International Journal of Environmental Research and Public Health ◽

10.3390/ijerph16050685 ◽

2019 ◽

Vol 16 (5) ◽

pp. 685 ◽

Cited By ~ 10

Author(s):

Mohanad Kamaz ◽

Arijit Sengupta ◽

Ashley Gutierrez ◽

Yu-Hsuan Chiao ◽

Ranil Wickramasinghe

Keyword(s):

Surface Modification ◽

Surface Properties ◽

Direct Contact ◽

Produced Water ◽

Surface Oxidation ◽

Membrane Distillation ◽

Mineral Salts ◽

Microscopy Imaging ◽

Pvdf Membrane ◽

Direct Contact Membrane Distillation

Direct contact membrane distillation (DCMD) has been conducted to treat hydraulic fracturing-produced water using polyvinylidenedifluoride (PVDF) membranes. Tailoring the surface properties of the membrane is critical in order to reduce the rate of adsorption of dissolved organic species as well as mineral salts. The PVDF membranes have been modified by grafting zwitterion and polyionic liquid-based polymer chains.

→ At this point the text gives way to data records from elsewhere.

impl Board {
    /// Build a board of `size` rings with the topology's default orientation.
    pub fn new(topology: Topology, size: usize, radius: f64) -> Result<Self> {
        Self::with_orientation(topology, size, radius, topology.default_orientation())
    }

    /// Build a board of `size` rings of cells with centre-to-vertex `radius`.
    ///
    /// # Errors
    /// `InvalidArgument` if `size` is zero, or the radius or orientation is
    /// unusable.
    pub fn with_orientation(
        topology: Topology,
        size: usize,
        radius: f64,
        orientation: f64,
    ) -> Result<Self> {
        if size == 0 {
            return Err(ReversiError::invalid_argument(
                "board size must be at least 1 ring",
            ));
        }
        if !radius.is_finite() || radius <= 0.0 {
            return Err(ReversiError::invalid_argument(format!(
                "cell radius must be positive, got {radius}"
            )));
        }

        let (cells, layer_starts) = match topology {
            Topology::Hex => hex_layout(size, radius, orientation)?,
            Topology::Square => square_layout(size, radius, orientation)?,
        };

        let sides = topology.sides();
        let neighbors = cells
            .iter()
            .map(|cell| {
                (0..sides)
                    .map(|d| Ok(locate(&cells, &cell.adjacent_center(d)?)))
                    .collect::<Result<Vec<_>>>()
            })
            .collect::<Result<Vec<_>>>()?;

        Ok(Board {
            topology,
            size,
            radius,
            orientation,
            cells,
            layer_starts,
            neighbors,
        })
    }

    pub fn topology(&self) -> Topology {
        self.topology
    }

    /// Number of rings.
    pub fn size(&self) -> usize {
        self.size
    }

    pub fn radius(&self) -> f64 {
        self.radius
    }

    pub fn orientation(&self) -> f64 {
        self.orientation
    }

    pub fn sides(&self) -> usize {
        self.topology.sides()
    }

    pub fn cell_count(&self) -> usize {
        self.cells.len()
    }

    /// All cells in layout order; a cell's position here is its [`CellId`].
    pub fn cells(&self) -> &[Cell] {
        &self.cells
    }

    pub fn cell(&self, id: CellId) -> Result<&Cell> {
        self.cells.get(id).ok_or_else(|| {
            ReversiError::invalid_argument(format!(
                "cell id {id} out of range (board has {} cells)",
                self.cells.len()
            ))
        })
    }

    pub fn layer_count(&self) -> usize {
        self.layer_starts.len() - 1
    }

    pub fn layer_len(&self, layer: usize) -> Result<usize> {
        if layer >= self.layer_count() {
            return Err(ReversiError::invalid_argument(format!(
                "layer must be in 0..{}, got {layer}",
                self.layer_count()
            )));
        }
        Ok(self.layer_starts[layer + 1] - self.layer_starts[layer])
    }

    /// Translate `(layer, index)` into a [`CellId`].
    pub fn cell_id(&self, layer: usize, index: usize) -> Result<CellId> {
        let len = self.layer_len(layer)?;
        if index >= len {
            return Err(ReversiError::invalid_argument(format!(
                "index must be in 0..{len} for layer {layer}, got {index}"
            )));
        }
        Ok(self.layer_starts[layer] + index)
    }

    pub fn cell_at(&self, layer: usize, index: usize) -> Result<&Cell> {
        Ok(&self.cells[self.cell_id(layer, index)?])
    }

    /// Inverse of [`Board::cell_id`].
    pub fn coordinates(&self, id: CellId) -> Result<(usize, usize)> {
        self.cell(id)?;
        // layer_starts is sorted and starts at 0, so this always finds a layer
        let layer = self.layer_starts.partition_point(|&start| start <= id) - 1;
        Ok((layer, id - self.layer_starts[layer]))
    }

    /// Hit test: the cell whose polygon contains `point`.
    pub fn point_to_cell(&self, point: &Position) -> Option<CellId> {
        locate(&self.cells, point)
    }

    /// The cell across edge `direction` of `id`.
    pub fn neighbor(&self, id: CellId, direction: usize) -> Result<Option<CellId>> {
        self.cell(id)?;
        if direction >= self.sides() {
            return Err(ReversiError::invalid_argument(format!(
                "direction must be in 0..{}, got {direction}",
                self.sides()
            )));
        }
        Ok(self.neighbors[id][direction])
    }

    /// Every line the capture walk follows, in evaluation order: edges
    /// `0..sides`, then (if the topology has them) diagonals `0..sides`.
    pub fn lines(&self) -> Vec<Line> {
        let sides = self.sides();
        let edges = (0..sides).map(Line::Edge);
        if self.topology.has_diagonals() {
            edges.chain((0..sides).map(Line::Diagonal)).collect()
        } else {
            edges.collect()
        }
    }

    /// One step along `line`. `id` must be valid.
    fn step(&self, id: CellId, line: Line) -> Option<CellId> {
        match line {
            Line::Edge(d) => self.neighbors[id][d],
            Line::Diagonal(d) => {
                let via = self.neighbors[id][d]?;
                self.neighbors[via][(d + 1) % self.sides()]
            }
        }
    }

    /// Opponent cells that `color` would capture along `line` when playing
    /// at `from`. Empty unless the run is closed by a `color` piece before
    /// an empty cell or the board edge.
    fn capture_run(&self, from: CellId, line: Line, color: Color) -> Vec<CellId> {
        let mut run = Vec::new();
        let mut next = self.step(from, line);
        while let Some(id) = next {
            match self.cells[id].occupancy() {
                Some(c) if c == color => return run,
                Some(_) => run.push(id),
                None => break,
            }
            next = self.step(id, line);
        }
        Vec::new()
    }

    /// Whether `color` may play on `id`: the cell is empty and at least one
    /// line from it captures.
    pub fn is_legal_move(&self, id: CellId, color: Color) -> Result<bool> {
        if !self.cell(id)?.is_empty() {
            return Ok(false);
        }
        Ok(self
            .lines()
            .into_iter()
            .any(|line| !self.capture_run(id, line, color).is_empty()))
    }

    /// Whether `color` has any legal move, computed from scratch.
    pub fn has_legal_move(&self, color: Color) -> bool {
        (0..self.cells.len()).any(|id| self.is_legal_move(id, color).unwrap_or(false))
    }

    /// Recompute every cell's legality flag for `turn`. `None` (no side to
    /// move) clears all flags.
    pub fn refresh_legal_moves(&mut self, turn: Option<Color>) {
        let flags: Vec<bool> = (0..self.cells.len())
            .map(|id| turn.is_some_and(|color| self.is_legal_move(id, color).unwrap_or(false)))
            .collect();
        for (cell, legal) in self.cells.iter_mut().zip(flags) {
            cell.set_legal(legal);
        }
    }

    /// Cells currently flagged legal, in layout order.
    pub fn legal_cells(&self) -> Vec<CellId> {
        self.cells
            .iter()
            .enumerate()
            .filter(|(_, cell)| cell.is_legal())
            .map(|(id, _)| id)
            .collect()
    }

    /// Place a piece without capturing. Used to seed starting positions.
    pub fn set_occupancy(&mut self, id: CellId, color: Color) -> Result<()> {
        self.cell(id)?;
        self.cells[id].set_occupancy(color);
        Ok(())
    }

    pub fn count(&self, color: Color) -> usize {
        self.cells
            .iter()
            .filter(|cell| cell.occupancy() == Some(color))
            .count()
    }

    /// Play `color` on `id` and flip every captured run.
    ///
    /// Lines are processed in [`Board::lines`] order and each one commits
    /// its own run independently. Legality is not checked here: a move that
    /// captures nothing still places its piece.
    ///
    /// Returns the number of pieces flipped.
    ///
    /// # Errors
    /// - `InvalidArgument` if `id` is out of range.
    /// - `IllegalMove` if the cell is occupied.
    pub fn one_move(&mut self, id: CellId, color: Color) -> Result<usize> {
        if !self.cell(id)?.is_empty() {
            return Err(ReversiError::illegal_move(format!("cell {id} is occupied")));
        }
        self.cells[id].set_occupancy(color);

        let mut flipped = 0;
        for line in self.lines() {
            let run = self.capture_run(id, line, color);
            for &captured in &run {
                self.cells[captured].flip()?;
            }
            flipped += run.len();
        }
        Ok(flipped)
    }

    /// How many pieces the opponent of `color` loses if `color` plays `id`.
    /// The board itself is never touched; the move is tried on a clone.
    ///
    /// # Errors
    /// `IllegalMove` if the move is not legal for `color`.
    pub fn move_score(&self, id: CellId, color: Color) -> Result<usize> {
        if !self.is_legal_move(id, color)? {
            return Err(ReversiError::illegal_move(format!(
                "cell {id} is not a legal move for {color}"
            )));
        }
        let opponent = color.opponent();
        let before = self.count(opponent);
        let mut trial = self.clone();
        trial.one_move(id, color)?;
        Ok(before - trial.count(opponent))
    }

    /// Whether walking any straight line from `a` reaches `b`.
    pub fn on_same_line(&self, a: CellId, b: CellId) -> Result<bool> {
        self.cell(a)?;
        self.cell(b)?;
        for line in self.lines() {
            let mut next = self.step(a, line);
            while let Some(id) = next {
                if id == b {
                    return Ok(true);
                }
                next = self.step(id, line);
            }
        }
        Ok(false)
    }

    /// Number of edge directions of `id` with no cell on the other side.
    pub fn missing_neighbors(&self, id: CellId) -> Result<usize> {
        self.cell(id)?;
        Ok(self.neighbors[id].iter().filter(|n| n.is_none()).count())
    }

    /// A corner of the whole tiling: exactly half of the cell's neighbours
    /// are off the board.
    pub fn is_corner(&self, id: CellId) -> Result<bool> {
        Ok(self.missing_neighbors(id)? == self.sides() / 2)
    }

    pub fn is_next_to_corner(&self, id: CellId) -> Result<bool> {
        self.cell(id)?;
        for &neighbor in self.neighbors[id].iter().flatten() {
            if self.is_corner(neighbor)? {
                return Ok(true);
            }
        }
        Ok(false)
    }
}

In addition, surface oxidation of the PVDF membrane has been conducted using KMnO4 and NaOH. Surface modification conditions were chosen in order to minimize the decrease in contact angle. Thus, the membranes remain hydrophobic, essential for suppression of wetting. DCMD was conducted using the base PVDF membrane as well as modified membranes. In addition, DCMD was conducted on the base membrane using produced water (PW) that was pretreated by electrocoagulation to remove dissolved organic compounds. After DCMD all membranes were analyzed by scanning electron microscopy imaging as well as Energy-Dispersive X-Ray spectroscopy. Surface modification led to a greater volume of PW being treated by the membrane prior to drastic flux decline. The results indicate that tailoring the surface properties of the membrane enhances fouling resistance and could reduce pretreatment requirements.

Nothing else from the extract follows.